This is the easy one. Very few people (if they were being honest) would believe that God was telling them to do something clearly against the central tenants of scripture. Sounds pretty easy – right? But what about all the places where scripture if vague? And, let’s face it; there are quite a large number of places where this is true. God will not tell you to deny his Son and walk away from your faith. Neither will he tell you to leave your wife of 10 years for a younger, more exciting model. That’s not God – it’s lust – there is a difference.
But what about God telling you to protect the liberty of immigrants from Central America? It would be pretty easy to defend that one scripturally. Rational, reasonable Christians read the scriptures and come to some very different conclusions about what the church should do in that context. So, Scripture is a good guide – but not quite all-inclusive.

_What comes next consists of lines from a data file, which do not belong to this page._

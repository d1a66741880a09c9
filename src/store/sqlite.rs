//! SQLite-backed [`VectorStore`] implementation.
//!
//! Collections live in `vector_collections`, vectors in `vector_entries`
//! as little-endian `f32` blobs. [`Filter`]s are translated into a SQL
//! `WHERE` clause with bound parameters; similarity search is a
//! brute-force cosine scan over the filtered rows.

use async_trait::async_trait;
use sqlx::{QueryBuilder, Row, Sqlite, SqlitePool};

use crate::embedding::{blob_to_vec, cosine_similarity, vec_to_blob};
use crate::error::StoreError;
use crate::models::ChunkMetadata;

use super::{sort_hits, BackendKind, Filter, QueryHit, SearchHit, VectorDocument, VectorStore};

/// SQLite implementation of the [`VectorStore`] trait.
pub struct SqliteVectorStore {
    pool: SqlitePool,
}

impl SqliteVectorStore {
    pub fn new(pool: SqlitePool) -> Self {
        Self { pool }
    }

    async fn collection_dims(&self, collection: &str) -> Result<Option<usize>, StoreError> {
        let dims: Option<i64> =
            sqlx::query_scalar("SELECT dims FROM vector_collections WHERE name = ?")
                .bind(collection)
                .fetch_optional(&self.pool)
                .await?;
        Ok(dims.map(|d| d as usize))
    }

    async fn require_collection(&self, collection: &str) -> Result<usize, StoreError> {
        self.collection_dims(collection)
            .await?
            .ok_or_else(|| StoreError::CollectionNotFound(collection.to_string()))
    }

    /// Rows of `collection` matching `filter`, including the embedding blob.
    async fn filtered_rows(
        &self,
        collection: &str,
        filter: &Filter,
        limit: Option<usize>,
    ) -> Result<Vec<sqlx::sqlite::SqliteRow>, StoreError> {
        let mut qb: QueryBuilder<Sqlite> = QueryBuilder::new(
            "SELECT id, relative_path, start_line, end_line, file_extension, content, embedding \
             FROM vector_entries WHERE collection = ",
        );
        qb.push_bind(collection.to_string());
        qb.push(" AND ");
        push_filter(&mut qb, filter);
        qb.push(" ORDER BY relative_path ASC, start_line ASC, id ASC");
        if let Some(limit) = limit {
            qb.push(" LIMIT ");
            qb.push_bind(i64::try_from(limit).unwrap_or(i64::MAX));
        }
        Ok(qb.build().fetch_all(&self.pool).await?)
    }
}

/// Append the SQL form of `filter` to `qb`.
fn push_filter(qb: &mut QueryBuilder<'_, Sqlite>, filter: &Filter) {
    match filter {
        Filter::Any => {
            qb.push("1 = 1");
        }
        Filter::RelativePath(path) => {
            qb.push("relative_path = ");
            qb.push_bind(path.clone());
        }
        Filter::PathPrefix(prefix) => {
            let prefix = prefix.trim_end_matches('/');
            if prefix.is_empty() {
                qb.push("1 = 1");
            } else {
                let prefix = format!("{}/", prefix);
                qb.push("substr(relative_path, 1, ");
                qb.push_bind(prefix.chars().count() as i64);
                qb.push(") = ");
                qb.push_bind(prefix);
            }
        }
        Filter::FileExtension(ext) => {
            qb.push("file_extension = ");
            qb.push_bind(ext.trim_start_matches('.').to_string());
        }
        Filter::And(inner) => push_group(qb, inner, " AND ", "1 = 1"),
        Filter::Or(inner) => push_group(qb, inner, " OR ", "1 = 0"),
    }
}

fn push_group(qb: &mut QueryBuilder<'_, Sqlite>, inner: &[Filter], op: &str, empty: &str) {
    if inner.is_empty() {
        qb.push(empty);
        return;
    }
    qb.push("(");
    for (i, f) in inner.iter().enumerate() {
        if i > 0 {
            qb.push(op);
        }
        push_filter(qb, f);
    }
    qb.push(")");
}

fn row_metadata(row: &sqlx::sqlite::SqliteRow) -> ChunkMetadata {
    let start_line: i64 = row.get("start_line");
    let end_line: i64 = row.get("end_line");
    ChunkMetadata {
        relative_path: row.get("relative_path"),
        start_line: start_line as usize,
        end_line: end_line as usize,
        file_extension: row.get("file_extension"),
    }
}

#[async_trait]
impl VectorStore for SqliteVectorStore {
    fn backend(&self) -> BackendKind {
        BackendKind::Sqlite
    }

    async fn create_collection(&self, collection: &str, dims: usize) -> Result<(), StoreError> {
        if let Some(existing) = self.collection_dims(collection).await? {
            if existing != dims {
                return Err(StoreError::DimensionMismatch {
                    collection: collection.to_string(),
                    expected: existing,
                    actual: dims,
                });
            }
            return Ok(());
        }

        sqlx::query(
            "INSERT INTO vector_collections (name, dims, created_at) VALUES (?, ?, ?) \
             ON CONFLICT(name) DO NOTHING",
        )
        .bind(collection)
        .bind(dims as i64)
        .bind(chrono::Utc::now().timestamp())
        .execute(&self.pool)
        .await?;
        Ok(())
    }

    async fn drop_collection(&self, collection: &str) -> Result<(), StoreError> {
        let mut tx = self.pool.begin().await?;
        sqlx::query("DELETE FROM vector_entries WHERE collection = ?")
            .bind(collection)
            .execute(&mut *tx)
            .await?;
        sqlx::query("DELETE FROM vector_collections WHERE name = ?")
            .bind(collection)
            .execute(&mut *tx)
            .await?;
        tx.commit().await?;
        Ok(())
    }

    async fn has_collection(&self, collection: &str) -> Result<bool, StoreError> {
        Ok(self.collection_dims(collection).await?.is_some())
    }

    async fn upsert(&self, collection: &str, docs: &[VectorDocument]) -> Result<(), StoreError> {
        let dims = self.require_collection(collection).await?;
        if let Some(bad) = docs.iter().find(|d| d.vector.len() != dims) {
            return Err(StoreError::DimensionMismatch {
                collection: collection.to_string(),
                expected: dims,
                actual: bad.vector.len(),
            });
        }

        let mut tx = self.pool.begin().await?;
        for doc in docs {
            sqlx::query(
                r#"
                INSERT INTO vector_entries (collection, id, relative_path, start_line, end_line,
                                            file_extension, content, embedding)
                VALUES (?, ?, ?, ?, ?, ?, ?, ?)
                ON CONFLICT(collection, id) DO UPDATE SET
                    relative_path = excluded.relative_path,
                    start_line = excluded.start_line,
                    end_line = excluded.end_line,
                    file_extension = excluded.file_extension,
                    content = excluded.content,
                    embedding = excluded.embedding
                "#,
            )
            .bind(collection)
            .bind(&doc.id)
            .bind(&doc.metadata.relative_path)
            .bind(doc.metadata.start_line as i64)
            .bind(doc.metadata.end_line as i64)
            .bind(&doc.metadata.file_extension)
            .bind(&doc.content)
            .bind(vec_to_blob(&doc.vector))
            .execute(&mut *tx)
            .await?;
        }
        tx.commit().await?;
        Ok(())
    }

    async fn delete_by_ids(&self, collection: &str, ids: &[String]) -> Result<(), StoreError> {
        self.require_collection(collection).await?;
        if ids.is_empty() {
            return Ok(());
        }

        let mut tx = self.pool.begin().await?;
        for id in ids {
            sqlx::query("DELETE FROM vector_entries WHERE collection = ? AND id = ?")
                .bind(collection)
                .bind(id)
                .execute(&mut *tx)
                .await?;
        }
        tx.commit().await?;
        Ok(())
    }

    async fn query(
        &self,
        collection: &str,
        filter: &Filter,
        limit: usize,
    ) -> Result<Vec<QueryHit>, StoreError> {
        self.require_collection(collection).await?;
        let rows = self.filtered_rows(collection, filter, Some(limit)).await?;
        Ok(rows
            .iter()
            .map(|row| QueryHit {
                id: row.get("id"),
                content: row.get("content"),
                metadata: row_metadata(row),
            })
            .collect())
    }

    async fn search(
        &self,
        collection: &str,
        vector: &[f32],
        limit: usize,
        filter: Option<&Filter>,
    ) -> Result<Vec<SearchHit>, StoreError> {
        self.require_collection(collection).await?;
        let rows = self
            .filtered_rows(collection, filter.unwrap_or(&Filter::Any), None)
            .await?;

        let mut hits: Vec<SearchHit> = rows
            .iter()
            .map(|row| {
                let blob: Vec<u8> = row.get("embedding");
                SearchHit {
                    id: row.get("id"),
                    score: cosine_similarity(vector, &blob_to_vec(&blob)),
                    content: row.get("content"),
                    metadata: row_metadata(row),
                }
            })
            .collect();
        sort_hits(&mut hits);
        hits.truncate(limit);
        Ok(hits)
    }

    async fn count(&self, collection: &str) -> Result<usize, StoreError> {
        let n: i64 = sqlx::query_scalar("SELECT COUNT(*) FROM vector_entries WHERE collection = ?")
            .bind(collection)
            .fetch_one(&self.pool)
            .await?;
        Ok(n as usize)
    }
}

2. Do you have a sense of peace about the experience?
This is a more difficult one. Sometimes it is easy to do what I think God is telling me to do. Other times it is very difficult. Usually, what God is telling me to do makes me downright uncomfortable. Not exactly peaceful. There have even been times that God has asked me to make very difficult decisions which I labored over in prayer and fasting. No peace there – just turmoil.
In my experience, peace is the afterglow of doing what God asks us to do. We often do not experience that sense of peace that Jim spoke of until we obey. Peace is the confirmation of doing the will of God, not necessarily in discerning the veracity of his voice in the moment.
3. Is there corroboration of what the voice of God is telling you to do from within the church (body of Christ)?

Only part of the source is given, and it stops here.